Ahmed also argued that he agrees that "there should be a punishment for all fellow MPs for committing this offence if it ever happens again."
"I do not want any other MPs to imitate me, but all should understand that I was acting under exceptional conditions," Ahmed said.
He argued that "holding a meeting with a foreign ambassador in such crucial conditions is an insult to Arab symbols, and that he accused these symbols of treason and opened the door wide open for normalisation, are totally considered taboos for me.
“Not to mention that it represents an intervention in the country's internal affairs," he continued.
Kamal also said that he will take the punishment as an honour because it was the right reaction in nationalist terms.
The decision against Ahmed came after a special Egyptian parliamentary committee recommended on Monday that Ahmed be barred from the current session for his offence.

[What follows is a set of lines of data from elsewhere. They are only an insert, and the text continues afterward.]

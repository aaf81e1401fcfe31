//! One-on-one chat with a persona.
//!
//! Input keeps flowing while a reply streams; the latest line typed during a
//! stream waits in a single slot and is sent when the reply ends.

use std::{io::Write, time::Duration};

use anyhow::{Result, anyhow};
use crossterm::style::Stylize;
use futures_util::StreamExt as _;
use polichat_core::{
  bubble::BubbleSplitter,
  message::{ChatMessage, Role},
  persona::Persona,
  queue::{SendQueue, Submit},
  typing::typing_delay,
};
use tokio::{
  io::{AsyncBufReadExt, BufReader},
  sync::mpsc,
};
use tokio_util::sync::CancellationToken;
use tracing::warn;

use crate::{
  client::{ApiClient, ChatRequest, ReplyStream},
  debate::{Pace, write_highlighted},
};

const QUIT: [&str; 2] = ["/quit", "/exit"];
const SEND_ATTEMPTS: u32 = 3;
const SEND_BACKOFF: Duration = Duration::from_secs(1);

/// Conversation state, independent of the terminal.
#[derive(Debug)]
pub struct ChatSession {
  persona_id: String,
  user_id:    Option<String>,
  history:    Vec<ChatMessage>,
  queue:      SendQueue,
}

impl ChatSession {
  pub fn new(persona_id: impl Into<String>, user_id: Option<String>) -> Self {
    Self { persona_id: persona_id.into(), user_id, history: Vec::new(), queue: SendQueue::new() }
  }

  pub fn history(&self) -> &[ChatMessage] { &self.history }

  pub fn is_streaming(&self) -> bool { self.queue.is_streaming() }

  fn request(&self) -> ChatRequest {
    ChatRequest {
      persona_id: self.persona_id.clone(),
      user_id:    self.user_id.clone(),
      messages:   self.history.clone(),
    }
  }

  /// Offer a typed line. Returns the request to send when nothing is in
  /// flight; otherwise the line is parked.
  pub fn submit(&mut self, text: &str) -> (Submit, Option<ChatRequest>) {
    let submit = self.queue.submit(text.trim());
    let request = match &submit {
      Submit::SendNow(text) => {
        self.history.push(ChatMessage::user(text.clone()));
        Some(self.request())
      }
      Submit::Queued | Submit::Replaced { .. } => None,
    };
    (submit, request)
  }

  /// Record a finished reply and release the parked line, if any.
  pub fn complete(&mut self, reply: &str) -> Option<ChatRequest> {
    let reply = reply.trim();
    if !reply.is_empty() {
      self.history.push(ChatMessage::assistant(reply));
    }
    self.release()
  }

  /// Drop the unanswered user line and release the parked one, if any.
  pub fn fail(&mut self) -> Option<ChatRequest> {
    if self.history.last().is_some_and(|m| m.role == Role::User) {
      self.history.pop();
    }
    self.release()
  }

  fn release(&mut self) -> Option<ChatRequest> {
    let next = self.queue.complete()?;
    self.history.push(ChatMessage::user(next));
    Some(self.request())
  }
}

fn stdin_lines() -> mpsc::Receiver<String> {
  let (tx, rx) = mpsc::channel(16);
  tokio::spawn(async move {
    let mut lines = BufReader::new(tokio::io::stdin()).lines();
    while let Ok(Some(line)) = lines.next_line().await {
      if tx.send(line).await.is_err() {
        break;
      }
    }
  });
  rx
}

/// The reply being streamed, with its bubble state.
struct Reply {
  stream:   ReplyStream,
  splitter: BubbleSplitter,
  text:     String,
}

/// Open a reply stream, retrying with a fixed pause between attempts.
async fn connect(client: &ApiClient, request: &ChatRequest) -> Result<ReplyStream> {
  let mut attempt = 1;
  loop {
    match client.chat(request).await {
      Ok(stream) => return Ok(stream),
      Err(e) if attempt < SEND_ATTEMPTS => {
        warn!(attempt, error = %e, "chat request failed; retrying");
        tokio::time::sleep(SEND_BACKOFF).await;
        attempt += 1;
      }
      Err(e) => return Err(e),
    }
  }
}

async fn open(
  client: &ApiClient,
  session: &mut ChatSession,
  mut next: Option<ChatRequest>,
  out: &mut impl Write,
) -> Result<Option<Reply>> {
  while let Some(request) = next.take() {
    match connect(client, &request).await {
      Ok(stream) => return Ok(Some(Reply { stream, splitter: BubbleSplitter::new(), text: String::new() })),
      Err(e) => {
        warn!(error = %e, "chat request failed");
        writeln!(out, "{}", format!("  전송 실패: {e}").red())?;
        next = session.fail();
      }
    }
  }
  Ok(None)
}

async fn show(out: &mut impl Write, bubbles: Vec<String>, pace: Pace) -> Result<()> {
  for bubble in bubbles {
    if let Some(speed) = pace {
      tokio::time::sleep(typing_delay(&bubble, speed)).await;
    }
    write!(out, "  ")?;
    write_highlighted(out, &bubble)?;
    writeln!(out)?;
    out.flush()?;
  }
  Ok(())
}

/// Run the chat until `/quit`, end of input, or cancellation.
pub async fn run(
  client: &ApiClient,
  persona: &Persona,
  mut session: ChatSession,
  pace: Pace,
  mut out: impl Write,
  cancel: CancellationToken,
) -> Result<()> {
  writeln!(out, "{} {}", "💬".bold(), persona.display_name().bold())?;
  writeln!(out, "{}", "  /quit 로 종료합니다.".dim())?;

  let mut lines = stdin_lines();
  let mut input_open = true;
  let mut reply: Option<Reply> = None;

  loop {
    if !input_open && reply.is_none() {
      break;
    }
    tokio::select! {
      _ = cancel.cancelled() => break,
      line = lines.recv(), if input_open => {
        let Some(line) = line else {
          input_open = false;
          continue;
        };
        let line = line.trim();
        if line.is_empty() {
          continue;
        }
        if QUIT.contains(&line) {
          break;
        }
        match session.submit(line) {
          (Submit::SendNow(_), request) => {
            writeln!(out, "\n{}", format!("【{}】", persona.name).cyan().bold())?;
            reply = open(client, &mut session, request, &mut out).await?;
          }
          (Submit::Queued, _) => writeln!(out, "{}", "  (답변이 끝나면 보낼게요)".dim())?,
          (Submit::Replaced { dropped }, _) => {
            writeln!(out, "{}", format!("  (대기 중이던 \"{dropped}\" 대신 보낼게요)").dim())?
          }
        }
      }
      delta = async { reply.as_mut().ok_or_else(|| anyhow!("no reply"))?.stream.next().await.transpose() },
        if reply.is_some() =>
      {
        let Some(current) = reply.as_mut() else { continue };
        match delta {
          Ok(Some(delta)) => {
            current.text.push_str(&delta);
            let bubbles = current.splitter.push(&delta);
            show(&mut out, bubbles, pace).await?;
          }
          Ok(None) => {
            let mut done = reply.take().ok_or_else(|| anyhow!("no reply"))?;
            show(&mut out, done.splitter.finish(), pace).await?;
            let next = session.complete(&done.text);
            if next.is_some() {
              writeln!(out, "\n{}", format!("【{}】", persona.name).cyan().bold())?;
            }
            reply = open(client, &mut session, next, &mut out).await?;
          }
          Err(e) => {
            warn!(error = %e, "chat stream failed");
            writeln!(out, "{}", format!("  답변이 끊겼습니다: {e}").red())?;
            let next = session.fail();
            reply = open(client, &mut session, next, &mut out).await?;
          }
        }
      }
    }
  }
  Ok(())
}

#[cfg(test)]
mod tests {
  use super::*;

  #[test]
  fn first_line_is_sent_immediately() {
    let mut session = ChatSession::new("kim", Some("u1".into()));
    let (submit, request) = session.submit("  부동산 정책은요? ");
    assert_eq!(submit, Submit::SendNow("부동산 정책은요?".into()));
    let request = request.unwrap();
    assert_eq!(request.persona_id, "kim");
    assert_eq!(request.user_id.as_deref(), Some("u1"));
    assert_eq!(request.messages, vec![ChatMessage::user("부동산 정책은요?")]);
  }

  #[test]
  fn lines_typed_mid_stream_keep_only_the_latest() {
    let mut session = ChatSession::new("kim", None);
    session.submit("첫 질문");
    assert!(session.submit("두 번째").1.is_none());
    let (submit, _) = session.submit("세 번째");
    assert_eq!(submit, Submit::Replaced { dropped: "두 번째".into() });

    let next = session.complete("첫 답변입니다.").unwrap();
    let contents: Vec<&str> = next.messages.iter().map(|m| m.content.as_str()).collect();
    assert_eq!(contents, ["첫 질문", "첫 답변입니다.", "세 번째"]);
    assert!(session.is_streaming());

    assert!(session.complete("두 번째 답변").is_none());
    assert!(!session.is_streaming());
    assert_eq!(session.history().len(), 4);
  }

  #[test]
  fn failed_reply_drops_the_unanswered_line() {
    let mut session = ChatSession::new("kim", None);
    session.submit("질문");
    assert!(session.fail().is_none());
    assert!(session.history().is_empty());
    assert!(!session.is_streaming());

    let (_, request) = session.submit("다시 질문");
    assert_eq!(request.unwrap().messages.len(), 1);
  }

  #[test]
  fn empty_reply_is_not_recorded() {
    let mut session = ChatSession::new("kim", None);
    session.submit("질문");
    session.complete("   ");
    assert_eq!(session.history().len(), 1);
    assert_eq!(session.history()[0].role, Role::User);
  }
}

The committee accused Ahmed of violating old parliamentary ethics and rules.
In a plenary meeting held on 28 February, Ahmed took everyone by surprise when he hit Okasha with his shoe in protest against the latter holding of a dinner meeting with the Israeli ambassador, Haim Koren, in Egypt on 24 February.
The committee, formed by parliament on 28 February, was entrusted with questioning Ahmed and Okasha.
It recommended on 3 March that Okasha be banned from attending one legislative session – nine months – for meeting with the Israeli ambassador in Cairo without parliament’s prior approval, though MPs later voted in favour of stripping Okasha of his parliamentary membership entirely.
Ahmed, who was questioned by the committee for two hours on Sunday, told reporters that he did not regret hitting Okasha with his shoe.
“I told the committee that it was a great point of pride for me to take this action against a man who directed an insult to all Egyptians, and I have no guilty conscience about it,” Kamal said.
Ahmed told the committee that he was deeply angered by Okasha tarnishing the image of the late president Gamal Abdel-Nasser.
The committee said that although it fully understands Ahmed’s angry reaction, it believes that he behaved improperly.
“The punishment of Okasha should have been left to parliament,” said the committee report, adding that “for this reason, it recommends that Ahmed be banned for one session – which will end in July or August.”
"The committee opted for this punishment instead of recommending cancelling his parliamentary membership completely due to his long and honourable history in parliament since 1976," the report said.